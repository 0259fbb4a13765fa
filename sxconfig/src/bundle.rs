use std::fs;
use std::path::{Path, PathBuf};

use anyhow::{Context, Result};
use serde::Deserialize;
use tracing::{debug, info};

use crate::values::{Values, merge};

/// Fichier passé avec `-a` : une liste de templates et des valeurs communes
///
/// ```yaml
/// templates:
/// - file: hello.tpl
///   values:
///     team:
///       lead: klukkluk
/// values:
///   who: world
/// ```
#[derive(Debug, Clone, Default, PartialEq, Deserialize)]
pub struct Bundle {
    #[serde(default)]
    pub templates: Vec<TemplateEntry>,

    #[serde(default, deserialize_with = "nullable_values")]
    pub values: Values,
}

/// Entrée de la liste `templates`
#[derive(Debug, Clone, Default, PartialEq, Deserialize)]
pub struct TemplateEntry {
    /// Chemin relatif au répertoire du bundle
    pub file: String,

    #[serde(default, deserialize_with = "nullable_values")]
    pub values: Values,
}

/// Template prêt à être expansé : chemin résolu et valeurs fusionnées
#[derive(Debug, Clone, PartialEq)]
pub struct ResolvedTemplate {
    pub path: PathBuf,
    pub values: Values,
}

fn nullable_values<'de, D>(deserializer: D) -> std::result::Result<Values, D::Error>
where
    D: serde::Deserializer<'de>,
{
    Ok(Option::<Values>::deserialize(deserializer)?.unwrap_or_default())
}

impl Bundle {
    pub fn parse(text: &str) -> Result<Self> {
        let bundle: Option<Bundle> = serde_yaml::from_str(text)?;
        Ok(bundle.unwrap_or_default())
    }

    /// Valeurs de chaque template, dans l'ordre de la liste
    ///
    /// For each entry: copy of the bundle values, then the entry values,
    /// then `cli_values`, each layer winning over the previous one.
    pub fn resolve(&self, base_dir: &Path, cli_values: &Values) -> Vec<ResolvedTemplate> {
        self.templates
            .iter()
            .map(|entry| {
                let mut values = self.values.clone();
                merge(&entry.values, &mut values);
                merge(cli_values, &mut values);
                ResolvedTemplate {
                    path: base_dir.join(&entry.file),
                    values,
                }
            })
            .collect()
    }
}

/// Lit le fichier bundle
pub fn read_bundle(path: &Path) -> Result<Bundle> {
    let text = fs::read_to_string(path).with_context(|| format!("reading {}", path.display()))?;
    let bundle = Bundle::parse(&text).with_context(|| format!("parsing {}", path.display()))?;

    info!(bundle_file = %path.display(), templates = bundle.templates.len(), "Loaded bundle file");
    for entry in &bundle.templates {
        debug!(file = %entry.file, keys = entry.values.len(), "Bundle template");
    }
    Ok(bundle)
}

/// Répertoire auquel les chemins du bundle sont relatifs
pub fn bundle_dir(path: &Path) -> PathBuf {
    match path.parent() {
        Some(parent) if !parent.as_os_str().is_empty() => parent.to_path_buf(),
        _ => PathBuf::from("."),
    }
}

#[cfg(test)]
mod tests {
    use super::*;
    use crate::values::parse_values;

    const BUNDLE: &str = r#"
templates:
- file: tpl/example.txt
  values:
    team:
      lead: pipo
- file: other.txt
values:
  audience: all
  team:
    lead: klukkluk
"#;

    #[test]
    fn parse_bundle() {
        let bundle = Bundle::parse(BUNDLE).unwrap();

        assert_eq!(bundle.templates.len(), 2);
        assert_eq!(bundle.templates[0].file, "tpl/example.txt");
        assert!(bundle.templates[1].values.is_empty());
        assert_eq!(bundle.values.len(), 2);
    }

    #[test]
    fn resolve_layers_values() {
        let bundle = Bundle::parse(BUNDLE).unwrap();
        let cli = parse_values("audience: everyone\n").unwrap();

        let resolved = bundle.resolve(Path::new("/srv/bundle"), &cli);

        assert_eq!(resolved[0].path, Path::new("/srv/bundle/tpl/example.txt"));
        assert_eq!(
            resolved[0].values,
            parse_values("audience: everyone\nteam:\n  lead: pipo\n").unwrap()
        );
        assert_eq!(
            resolved[1].values,
            parse_values("audience: everyone\nteam:\n  lead: klukkluk\n").unwrap()
        );
    }

    #[test]
    fn resolve_does_not_leak_between_templates() {
        let bundle = Bundle::parse(BUNDLE).unwrap();
        let resolved = bundle.resolve(Path::new("."), &Values::new());

        assert_eq!(
            resolved[1].values,
            parse_values("audience: all\nteam:\n  lead: klukkluk\n").unwrap()
        );
        assert_eq!(bundle.values, parse_values("audience: all\nteam:\n  lead: klukkluk\n").unwrap());
    }

    #[test]
    fn empty_and_null_sections() {
        assert_eq!(Bundle::parse("").unwrap(), Bundle::default());

        let bundle = Bundle::parse("templates:\n- file: a.txt\n  values:\nvalues:\n").unwrap();
        assert_eq!(bundle.templates[0].file, "a.txt");
        assert!(bundle.values.is_empty());
    }

    #[test]
    fn bundle_dir_of_bare_file_name() {
        assert_eq!(bundle_dir(Path::new("all.yaml")), PathBuf::from("."));
        assert_eq!(bundle_dir(Path::new("conf/all.yaml")), PathBuf::from("conf"));
    }
}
====
** WHAT YOU SHOULD DO **
If a line in the records has the word "Option", copy that line.

** ANSWER TO THE EXERCISE **
    Ok(Option::<Values>::deserialize(deserializer)?.unwrap_or_default())
        let bundle: Option<Bundle> = serde_yaml::from_str(text)?;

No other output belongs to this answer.